§ What you have to do: Please return every line in the entries below with the word "UpdateError" in it.

---------- Source records

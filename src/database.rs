//! Database
//!
//! Named database holding the current snapshot. Queries bind to the snapshot
//! returned by `data()`; `add` builds a successor snapshot under the update
//! lock and swaps it in, after which expressions compiled against the old
//! snapshot report `StoreUnavailable`.

use std::sync::{Arc, PoisonError, RwLock};
use std::time::Instant;

use memchr::memrchr;

use crate::data::{Data, NodeStore, NodeTable, Pre, UpdateLock};
use crate::error::{UpdateError, UpdateResult};
use crate::options::Options;

/// Named database with a swappable snapshot
#[derive(Debug)]
pub struct Database {
    name: String,
    options: Options,
    current: RwLock<Arc<Data>>,
    lock: UpdateLock,
}

impl Database {
    /// Create an empty database
    pub fn create(name: &str, options: Options) -> UpdateResult<Self> {
        if name.is_empty() || name.contains(['/', '\\']) {
            return Err(UpdateError::NameInvalid(name.to_string()));
        }
        let data = Data::new(name, NodeTable::new(), &options);
        log::debug!("created database \"{}\"", name);
        Ok(Database {
            name: name.to_string(),
            options,
            current: RwLock::new(Arc::new(data)),
            lock: UpdateLock::new(),
        })
    }

    pub fn name(&self) -> &str {
        &self.name
    }

    pub fn options(&self) -> &Options {
        &self.options
    }

    /// Current snapshot
    pub fn data(&self) -> Arc<Data> {
        let current = self.current.read().unwrap_or_else(PoisonError::into_inner);
        Arc::clone(&current)
    }

    /// Update lock guarding structural changes
    pub fn lock(&self) -> &UpdateLock {
        &self.lock
    }

    /// Add a document fragment under `path`.
    ///
    /// The file name defaults to the fragment's document name. Fragments
    /// without content are skipped. Returns an info message.
    pub fn add(&self, path: &str, fragment: &NodeTable) -> UpdateResult<String> {
        let start = Instant::now();
        let path = normalize(path)?;
        let (target, name) = match memrchr(b'/', path.as_bytes()) {
            Some(slash) => (&path[..=slash], &path[slash + 1..]),
            None => ("", path.as_str()),
        };
        let name = if name.is_empty() {
            fragment_name(fragment)
        } else {
            name.to_string()
        };
        if name.is_empty() {
            return Err(UpdateError::NameInvalid(path.clone()));
        }
        let doc = format!("{}{}", target, name);

        if fragment.len() > 1 {
            let guard = self
                .lock
                .try_acquire()
                .ok_or_else(|| UpdateError::Busy(self.name.clone()))?;

            let old = self.data();
            let mut table = old.table().clone();
            let root = table.len();
            table.append(fragment);
            table.set_value(root as Pre, doc.as_bytes());
            let data = Arc::new(Data::new(&self.name, table, &self.options));

            *self.current.write().unwrap_or_else(PoisonError::into_inner) = data;
            guard.release();
        } else {
            log::debug!("skipping empty fragment \"{}\"", doc);
        }

        let message = format!("Path \"{}\" added in {:.2} ms.", name, millis(start));
        log::info!("{}: {}", self.name, message);
        Ok(message)
    }
}

/// Normalize a database path: forward slashes, no duplicate or leading slashes
fn normalize(path: &str) -> UpdateResult<String> {
    let path = path.replace('\\', "/");
    let mut segments = Vec::new();
    for segment in path.split('/') {
        match segment {
            "" => continue,
            "." | ".." => return Err(UpdateError::NameInvalid(path.clone())),
            _ => segments.push(segment),
        }
    }
    let mut normalized = segments.join("/");
    if path.ends_with('/') && !normalized.is_empty() {
        normalized.push('/');
    }
    Ok(normalized)
}

/// Document name stored in the fragment's root node
fn fragment_name(fragment: &NodeTable) -> String {
    if fragment.is_empty() {
        return String::new();
    }
    let value = fragment.text(0, true);
    let name = match memrchr(b'/', value) {
        Some(slash) => &value[slash + 1..],
        None => value,
    };
    String::from_utf8_lossy(name).into_owned()
}

fn millis(start: Instant) -> f64 {
    start.elapsed().as_secs_f64() * 1000.0
}

#[cfg(test)]
mod tests {
    use super::*;
    use crate::data::{NodeKind, TableBuilder};
    use crate::error::ErrorKind;
    use crate::query::{Expr, QueryContext};

    fn fragment(name: &str, text: &str) -> NodeTable {
        let mut builder = TableBuilder::new(name);
        builder.open_elem(b"note");
        builder.text(text.as_bytes());
        builder.close_elem().unwrap();
        builder.finish().unwrap()
    }

    #[test]
    fn test_add_documents() {
        let db = Database::create("db", Options::default()).unwrap();
        let message = db.add("notes/a.xml", &fragment("in.xml", "hello")).unwrap();
        assert!(message.starts_with("Path \"a.xml\" added in "));
        db.add("notes/", &fragment("dir/b.xml", "world")).unwrap();

        let data = db.data();
        let docs: Vec<_> = data.table().documents().collect();
        assert_eq!(docs, vec![0, 3]);
        assert_eq!(data.store().kind(3), NodeKind::Document);
        assert_eq!(data.store().text(0, true), b"notes/a.xml");
        assert_eq!(data.store().text(3, true), b"notes/b.xml");

        let hits = Expr::text(&data, b"world").value(&QueryContext::new()).unwrap();
        assert_eq!(hits.pres(), vec![5]);
    }

    #[test]
    fn test_normalize() {
        assert_eq!(normalize("\\a\\\\b/c.xml").unwrap(), "a/b/c.xml");
        assert_eq!(normalize("//dir//").unwrap(), "dir/");
        assert_eq!(normalize("").unwrap(), "");
        assert!(matches!(normalize("a/../b"), Err(UpdateError::NameInvalid(_))));
        assert!(matches!(normalize("./b"), Err(UpdateError::NameInvalid(_))));
    }

    #[test]
    fn test_invalid_names() {
        let db = Database::create("db", Options::default()).unwrap();
        let nameless = fragment("", "text");
        assert!(matches!(db.add("dir/", &nameless), Err(UpdateError::NameInvalid(_))));
        assert!(matches!(db.add("a/../x.xml", &nameless), Err(UpdateError::NameInvalid(_))));
        assert!(Database::create("a/b", Options::default()).is_err());
    }

    #[test]
    fn test_empty_fragment_skipped() {
        let db = Database::create("db", Options::default()).unwrap();
        let before = db.data();
        let empty = TableBuilder::new("empty.xml").finish().unwrap();
        db.add("empty.xml", &empty).unwrap();
        assert!(Arc::ptr_eq(&before, &db.data()));
    }

    #[test]
    fn test_busy_while_locked() {
        let db = Database::create("db", Options::default()).unwrap();
        let guard = db.lock().try_acquire().unwrap();
        let err = db.add("a.xml", &fragment("a.xml", "x")).unwrap_err();
        assert!(matches!(err, UpdateError::Busy(ref name) if name == "db"));
        drop(guard);

        db.add("a.xml", &fragment("a.xml", "x")).unwrap();
        assert!(!db.lock().is_held());
    }

    #[test]
    fn test_store_unavailable_after_add() {
        let db = Database::create("db", Options::default()).unwrap();
        db.add("a.xml", &fragment("a.xml", "x")).unwrap();
        let expr = Expr::text(&db.data(), b"x");
        let qc = QueryContext::new();
        assert_eq!(expr.value(&qc).unwrap().len(), 1);

        db.add("b.xml", &fragment("b.xml", "x")).unwrap();
        let err = expr.value(&qc).unwrap_err();
        assert_eq!(err.kind(), ErrorKind::StoreUnavailable);
        assert_eq!(Expr::text(&db.data(), b"x").value(&qc).unwrap().len(), 2);
    }
}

--------------------

§ Answer for this exercise:
use crate::error::{UpdateError, UpdateResult};
            return Err(UpdateError::NameInvalid(name.to_string()));
            return Err(UpdateError::NameInvalid(path.clone()));
                .ok_or_else(|| UpdateError::Busy(self.name.clone()))?;
            "." | ".." => return Err(UpdateError::NameInvalid(path.clone())),
        assert!(matches!(normalize("a/../b"), Err(UpdateError::NameInvalid(_))));
        assert!(matches!(normalize("./b"), Err(UpdateError::NameInvalid(_))));
        assert!(matches!(db.add("dir/", &nameless), Err(UpdateError::NameInvalid(_))));
        assert!(matches!(db.add("a/../x.xml", &nameless), Err(UpdateError::NameInvalid(_))));
        assert!(matches!(err, UpdateError::Busy(ref name) if name == "db"));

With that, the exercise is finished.